Le dolía la cabeza. La cabeza. Como si toda su sangre estuviera dentro de su cabeza y no pudiera pasar por sus venas. Intentó levantarse. No podía. Sentía que se caería de la mecedora si intentaba moverse de nuevo. Pasará. Tiene que pasar. Su corazón latía apresuradamente y su mente se esforzaba por serenarse. Las palabras brotaban a borbotones en su cerebro pero sus labios no podían moverse tan deprisa: Tengo que terminar la camisa de Jan. No puedo morirme ahora, no me voy a morir ya, así, sola y sin haber terminado la camisa. Tengo que ponerme bien para ir a trabajar. Pronto construirán la red de transportes y podremos ir a ver a los niños y a los nietos. Tengo que pedirle a Jan que me traiga tela para hacerme otro vestido. No puedo ir a verlos con el que tengo. Una tela azul, como su camisa. No, no está bien para mi edad, ya no soy tan joven. ¡Qué angustia, Señor, qué angustia! ¡Jan, dame la mano, Jan! Me ahogo, tengo frío, no puedo respirar. Dios mío, Dios mío, ayúdame, no me dejes. ¡Jan! ¿Dónde estás, Jan? ¡Mira, mira! Se ve el mar. Huele a naranjos, a limoneros, a sal. Mira, Jan, ¿no lo ves? ¿Dónde estás? Dame la mano. Quiero levantarme, hay mucho que hacer. Hay que construir Idella, hay que construir un mundo. ¡Qué frío hace, Jan!, ¿por qué no me abrazas? ¿Dónde estás? Hay que construir un mar y ponerle barcos y gaviotas. Está muy oscuro. Hay un ruido raro, ¿no lo oyes?, como de un río que corre por un barranco. ¡Sí, aquí, en mi cabeza, Jan!, ¿no me oyes? Quiero estar contigo. Yo no me volveré, te lo prometo. No te abandonaré. No miraré atrás. Ya me acuerdo de dónde lo había oído. En el libro de los sopis dice: No hay que mirar atrás. El pasado mata, el pasado destruye, como a la mujer de Lot.

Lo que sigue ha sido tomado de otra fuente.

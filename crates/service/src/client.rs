//! In-process client over an [`ActorInfoHandler`].

use actordir_core::Error;
use actordir_core::messages::{
    AddActorCheckpointReply, AddActorCheckpointRequest, CreateActorReply, CreateActorRequest,
    GetActorCheckpointIdReply, GetActorCheckpointIdRequest, GetActorCheckpointReply,
    GetActorCheckpointRequest, GetActorInfoReply, GetActorInfoRequest, GetAllActorInfoReply,
    GetAllActorInfoRequest, GetNamedActorInfoReply, GetNamedActorInfoRequest,
    RegisterActorInfoReply, RegisterActorInfoRequest, UpdateActorInfoReply,
    UpdateActorInfoRequest,
};

use crate::handler::ActorInfoHandler;
use crate::reply::{Reply, ReplySender, reply_channel};

/// Issues requests to a handler and awaits their replies.
#[derive(Debug, Clone)]
pub struct ActorDirectoryClient<H> {
    handler: H,
}

impl<H: ActorInfoHandler> ActorDirectoryClient<H> {
    pub const fn new(handler: H) -> Self {
        Self { handler }
    }

    #[must_use]
    pub const fn handler(&self) -> &H {
        &self.handler
    }

    async fn call<Q, R>(
        &self,
        request: Q,
        handle: impl FnOnce(&H, Q, ReplySender<R>),
    ) -> Result<Reply<R>, Error>
    where
        R: Default + Send + 'static,
    {
        let (tx, rx) = reply_channel();
        handle(&self.handler, request, tx);
        rx.recv().await
    }

    /// # Errors
    ///
    /// Returns [`Error::ReplyChannelClosed`] if the handler lost the reply.
    pub async fn create_actor(
        &self,
        request: CreateActorRequest,
    ) -> Result<Reply<CreateActorReply>, Error> {
        self.call(request, H::handle_create_actor).await
    }

    /// # Errors
    ///
    /// Returns [`Error::ReplyChannelClosed`] if the handler lost the reply.
    pub async fn get_actor_info(
        &self,
        request: GetActorInfoRequest,
    ) -> Result<Reply<GetActorInfoReply>, Error> {
        self.call(request, H::handle_get_actor_info).await
    }

    /// # Errors
    ///
    /// Returns [`Error::ReplyChannelClosed`] if the handler lost the reply.
    pub async fn get_all_actor_info(&self) -> Result<Reply<GetAllActorInfoReply>, Error> {
        self.call(GetAllActorInfoRequest {}, H::handle_get_all_actor_info)
            .await
    }

    /// # Errors
    ///
    /// Returns [`Error::ReplyChannelClosed`] if the handler lost the reply.
    pub async fn get_named_actor_info(
        &self,
        name: impl Into<String>,
    ) -> Result<Reply<GetNamedActorInfoReply>, Error> {
        let request = GetNamedActorInfoRequest { name: name.into() };
        self.call(request, H::handle_get_named_actor_info).await
    }

    /// # Errors
    ///
    /// Returns [`Error::ReplyChannelClosed`] if the handler lost the reply.
    pub async fn register_actor_info(
        &self,
        request: RegisterActorInfoRequest,
    ) -> Result<Reply<RegisterActorInfoReply>, Error> {
        self.call(request, H::handle_register_actor_info).await
    }

    /// # Errors
    ///
    /// Returns [`Error::ReplyChannelClosed`] if the handler lost the reply.
    pub async fn update_actor_info(
        &self,
        request: UpdateActorInfoRequest,
    ) -> Result<Reply<UpdateActorInfoReply>, Error> {
        self.call(request, H::handle_update_actor_info).await
    }

    /// # Errors
    ///
    /// Returns [`Error::ReplyChannelClosed`] if the handler lost the reply.
    pub async fn add_actor_checkpoint(
        &self,
        request: AddActorCheckpointRequest,
    ) -> Result<Reply<AddActorCheckpointReply>, Error> {
        self.call(request, H::handle_add_actor_checkpoint).await
    }

    /// # Errors
    ///
    /// Returns [`Error::ReplyChannelClosed`] if the handler lost the reply.
    pub async fn get_actor_checkpoint(
        &self,
        request: GetActorCheckpointRequest,
    ) -> Result<Reply<GetActorCheckpointReply>, Error> {
        self.call(request, H::handle_get_actor_checkpoint).await
    }

    /// # Errors
    ///
    /// Returns [`Error::ReplyChannelClosed`] if the handler lost the reply.
    pub async fn get_actor_checkpoint_id(
        &self,
        request: GetActorCheckpointIdRequest,
    ) -> Result<Reply<GetActorCheckpointIdReply>, Error> {
        self.call(request, H::handle_get_actor_checkpoint_id).await
    }
}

Nos hemos salvado, Jan, amor mío. Hemos salido de Babilonia y Babilonia está muerta, ¿o era Sodoma?, sí, Sodoma y Gomorra, no sé, no me acuerdo, ya no me acuerdo de nada. No importa, es mejor así. Hay que hacer el futuro. Yo te ayudaré, Jan, yo te ayudaré. No hace falta el mar; tenemos el desierto. Tenemos nuestro mundo. ¡Tenemos a Idella, Jan!, dame la mano. Soy muy feliz. Lo entiendo todo. Lo entiendo. Te quiero mucho, Jan. Te quiero. Te quiero.

Cuando Jan cortó el contacto del tractor frente a la puerta, no había nadie en la entrada de cristales. Con un extraño presentimiento, el hombre entró en la casa. Paula tenía la presión muy alta y, aunque sabía que no debía hacerlo, le gustaba recordar cosas pasadas que la excitaban y la exponían a… Pero no, no quería ni pensarlo, Paula era fuerte, no pasaría nada. Y, además, Paula era toda su vida. ¿Qué haría él si ella…?

En el comedor, sentada junto a una tela azul extendida sobre la mesa, lista para transformarse en una camisa, Paula, serena y hermosa como una estatua de sal, le sonreía.